# Exercise description
Could you show each line of the records that contains the word "Initializing"?

# Raw data
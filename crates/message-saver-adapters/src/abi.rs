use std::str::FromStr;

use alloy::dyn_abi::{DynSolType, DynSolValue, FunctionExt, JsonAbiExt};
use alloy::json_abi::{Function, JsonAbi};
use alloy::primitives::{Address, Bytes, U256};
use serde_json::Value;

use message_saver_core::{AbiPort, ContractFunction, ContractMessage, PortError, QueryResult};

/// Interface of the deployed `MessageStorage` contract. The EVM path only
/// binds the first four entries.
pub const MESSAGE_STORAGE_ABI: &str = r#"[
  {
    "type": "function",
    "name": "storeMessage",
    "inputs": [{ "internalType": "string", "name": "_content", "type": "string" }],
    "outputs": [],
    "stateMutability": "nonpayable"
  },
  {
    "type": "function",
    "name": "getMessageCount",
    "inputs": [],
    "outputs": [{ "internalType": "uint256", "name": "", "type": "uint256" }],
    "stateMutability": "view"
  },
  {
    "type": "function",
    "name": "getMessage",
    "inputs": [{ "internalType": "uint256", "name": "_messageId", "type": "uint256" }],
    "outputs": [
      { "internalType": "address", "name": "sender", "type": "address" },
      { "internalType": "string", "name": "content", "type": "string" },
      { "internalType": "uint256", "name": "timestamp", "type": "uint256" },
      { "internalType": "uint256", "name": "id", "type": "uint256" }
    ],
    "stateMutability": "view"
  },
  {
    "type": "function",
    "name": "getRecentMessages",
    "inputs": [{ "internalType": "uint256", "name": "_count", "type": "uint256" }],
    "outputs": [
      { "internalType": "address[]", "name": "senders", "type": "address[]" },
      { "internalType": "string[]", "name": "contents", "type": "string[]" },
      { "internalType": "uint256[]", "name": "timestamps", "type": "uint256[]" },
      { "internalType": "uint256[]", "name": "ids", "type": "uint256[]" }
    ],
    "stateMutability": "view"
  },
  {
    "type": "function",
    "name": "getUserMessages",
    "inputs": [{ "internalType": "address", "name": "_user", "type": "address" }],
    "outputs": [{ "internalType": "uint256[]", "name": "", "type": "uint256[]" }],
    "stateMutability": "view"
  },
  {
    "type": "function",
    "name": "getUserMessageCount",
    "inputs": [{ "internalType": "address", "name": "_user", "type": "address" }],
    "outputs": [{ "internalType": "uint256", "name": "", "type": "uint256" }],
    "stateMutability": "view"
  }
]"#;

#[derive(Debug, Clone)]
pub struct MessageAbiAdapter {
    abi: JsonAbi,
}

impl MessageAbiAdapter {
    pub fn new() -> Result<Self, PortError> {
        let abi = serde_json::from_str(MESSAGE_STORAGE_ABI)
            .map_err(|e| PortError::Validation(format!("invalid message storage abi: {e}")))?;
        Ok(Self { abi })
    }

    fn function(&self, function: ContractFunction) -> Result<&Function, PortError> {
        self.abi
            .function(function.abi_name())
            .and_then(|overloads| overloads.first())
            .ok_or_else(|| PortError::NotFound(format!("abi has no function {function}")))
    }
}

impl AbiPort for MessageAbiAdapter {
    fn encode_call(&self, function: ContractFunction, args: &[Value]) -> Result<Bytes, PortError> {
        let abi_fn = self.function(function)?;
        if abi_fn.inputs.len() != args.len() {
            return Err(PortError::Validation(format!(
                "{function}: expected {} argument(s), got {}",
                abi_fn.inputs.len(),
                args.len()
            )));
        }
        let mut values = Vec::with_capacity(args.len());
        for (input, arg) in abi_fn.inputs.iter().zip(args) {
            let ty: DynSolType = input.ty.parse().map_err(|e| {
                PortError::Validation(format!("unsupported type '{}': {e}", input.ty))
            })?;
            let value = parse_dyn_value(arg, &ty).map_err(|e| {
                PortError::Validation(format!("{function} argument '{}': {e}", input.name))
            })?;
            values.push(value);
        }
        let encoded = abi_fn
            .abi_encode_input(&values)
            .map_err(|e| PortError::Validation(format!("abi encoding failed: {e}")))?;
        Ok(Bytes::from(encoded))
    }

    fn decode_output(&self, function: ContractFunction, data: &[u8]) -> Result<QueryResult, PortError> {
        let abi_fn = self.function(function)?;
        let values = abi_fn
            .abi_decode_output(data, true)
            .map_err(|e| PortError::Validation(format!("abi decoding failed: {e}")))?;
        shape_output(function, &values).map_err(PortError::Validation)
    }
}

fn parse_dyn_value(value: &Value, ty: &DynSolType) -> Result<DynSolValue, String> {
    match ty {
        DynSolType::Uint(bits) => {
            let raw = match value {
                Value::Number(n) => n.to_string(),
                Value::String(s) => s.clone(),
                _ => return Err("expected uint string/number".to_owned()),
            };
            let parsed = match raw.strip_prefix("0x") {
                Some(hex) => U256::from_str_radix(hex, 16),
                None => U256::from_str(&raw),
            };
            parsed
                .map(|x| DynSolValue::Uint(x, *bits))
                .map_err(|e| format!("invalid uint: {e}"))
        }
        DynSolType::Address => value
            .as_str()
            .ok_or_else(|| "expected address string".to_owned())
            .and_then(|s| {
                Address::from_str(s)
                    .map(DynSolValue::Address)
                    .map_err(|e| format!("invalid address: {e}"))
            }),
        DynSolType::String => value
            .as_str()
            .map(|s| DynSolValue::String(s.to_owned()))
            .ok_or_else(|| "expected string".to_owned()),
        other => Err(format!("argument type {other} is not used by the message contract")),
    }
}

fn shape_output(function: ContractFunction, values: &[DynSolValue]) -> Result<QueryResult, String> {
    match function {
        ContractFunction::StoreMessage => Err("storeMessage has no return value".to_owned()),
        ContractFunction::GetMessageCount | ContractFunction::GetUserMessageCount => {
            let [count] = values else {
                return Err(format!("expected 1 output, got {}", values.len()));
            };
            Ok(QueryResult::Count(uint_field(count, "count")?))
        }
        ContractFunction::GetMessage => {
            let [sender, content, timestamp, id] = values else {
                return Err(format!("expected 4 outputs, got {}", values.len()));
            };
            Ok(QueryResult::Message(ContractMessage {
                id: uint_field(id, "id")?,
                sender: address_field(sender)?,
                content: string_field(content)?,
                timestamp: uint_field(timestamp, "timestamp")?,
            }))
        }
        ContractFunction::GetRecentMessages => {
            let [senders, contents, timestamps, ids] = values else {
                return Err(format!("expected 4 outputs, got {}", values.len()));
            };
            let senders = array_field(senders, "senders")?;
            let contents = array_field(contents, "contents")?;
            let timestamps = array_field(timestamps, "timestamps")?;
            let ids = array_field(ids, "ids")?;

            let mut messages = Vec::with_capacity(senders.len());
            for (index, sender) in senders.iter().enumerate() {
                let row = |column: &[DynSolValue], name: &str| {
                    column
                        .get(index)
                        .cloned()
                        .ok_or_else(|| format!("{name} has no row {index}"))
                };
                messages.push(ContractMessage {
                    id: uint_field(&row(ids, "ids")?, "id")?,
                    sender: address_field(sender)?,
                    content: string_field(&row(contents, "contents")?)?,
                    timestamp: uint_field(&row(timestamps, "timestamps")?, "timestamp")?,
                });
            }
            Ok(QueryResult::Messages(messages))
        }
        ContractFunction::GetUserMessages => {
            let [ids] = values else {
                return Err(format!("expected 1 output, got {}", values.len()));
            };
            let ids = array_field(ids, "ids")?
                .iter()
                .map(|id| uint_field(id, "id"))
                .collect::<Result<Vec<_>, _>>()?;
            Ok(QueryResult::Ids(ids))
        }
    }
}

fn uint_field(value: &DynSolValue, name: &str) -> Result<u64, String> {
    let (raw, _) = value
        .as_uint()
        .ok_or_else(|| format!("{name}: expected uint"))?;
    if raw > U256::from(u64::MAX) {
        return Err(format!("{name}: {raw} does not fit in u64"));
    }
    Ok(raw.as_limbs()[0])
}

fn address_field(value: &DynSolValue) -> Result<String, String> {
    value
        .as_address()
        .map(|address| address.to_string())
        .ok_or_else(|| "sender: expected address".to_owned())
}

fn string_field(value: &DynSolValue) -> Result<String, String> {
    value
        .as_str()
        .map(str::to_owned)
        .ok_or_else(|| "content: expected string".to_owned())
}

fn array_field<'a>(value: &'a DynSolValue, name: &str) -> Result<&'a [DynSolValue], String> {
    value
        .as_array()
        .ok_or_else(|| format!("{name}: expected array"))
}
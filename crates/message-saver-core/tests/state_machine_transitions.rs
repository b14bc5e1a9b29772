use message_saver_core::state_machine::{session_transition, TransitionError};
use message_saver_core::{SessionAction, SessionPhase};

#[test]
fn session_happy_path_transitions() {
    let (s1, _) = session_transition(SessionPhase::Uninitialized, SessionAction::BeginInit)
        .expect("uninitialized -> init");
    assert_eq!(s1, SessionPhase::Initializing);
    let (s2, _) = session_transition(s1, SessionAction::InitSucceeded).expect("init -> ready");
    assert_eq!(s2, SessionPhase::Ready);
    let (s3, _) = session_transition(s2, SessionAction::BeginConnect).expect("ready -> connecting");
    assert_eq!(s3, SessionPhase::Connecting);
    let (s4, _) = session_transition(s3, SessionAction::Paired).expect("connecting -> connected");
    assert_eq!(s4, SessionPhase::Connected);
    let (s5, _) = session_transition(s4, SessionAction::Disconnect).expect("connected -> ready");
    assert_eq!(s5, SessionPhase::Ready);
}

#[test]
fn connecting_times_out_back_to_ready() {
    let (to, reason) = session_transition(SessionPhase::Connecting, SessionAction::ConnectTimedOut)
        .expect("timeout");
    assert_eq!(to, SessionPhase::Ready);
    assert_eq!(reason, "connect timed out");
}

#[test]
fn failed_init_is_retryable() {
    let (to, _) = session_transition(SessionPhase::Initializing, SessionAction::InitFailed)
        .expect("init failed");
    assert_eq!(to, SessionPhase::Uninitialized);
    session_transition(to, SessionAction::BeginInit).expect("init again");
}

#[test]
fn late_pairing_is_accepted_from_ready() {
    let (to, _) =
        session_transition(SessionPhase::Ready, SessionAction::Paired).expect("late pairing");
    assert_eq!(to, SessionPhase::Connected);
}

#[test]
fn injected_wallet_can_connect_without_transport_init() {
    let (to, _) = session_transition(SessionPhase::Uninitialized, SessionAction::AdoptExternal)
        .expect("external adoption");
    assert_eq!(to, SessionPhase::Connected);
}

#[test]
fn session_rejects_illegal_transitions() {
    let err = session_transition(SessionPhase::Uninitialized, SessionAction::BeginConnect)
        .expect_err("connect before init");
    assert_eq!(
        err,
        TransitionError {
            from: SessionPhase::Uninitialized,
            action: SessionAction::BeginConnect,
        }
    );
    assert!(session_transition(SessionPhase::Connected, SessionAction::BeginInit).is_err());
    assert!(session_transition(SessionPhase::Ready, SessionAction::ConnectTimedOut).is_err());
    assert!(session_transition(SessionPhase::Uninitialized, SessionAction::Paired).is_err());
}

# Answer to this problem
    assert_eq!(s1, SessionPhase::Initializing);
    let (to, _) = session_transition(SessionPhase::Initializing, SessionAction::InitFailed)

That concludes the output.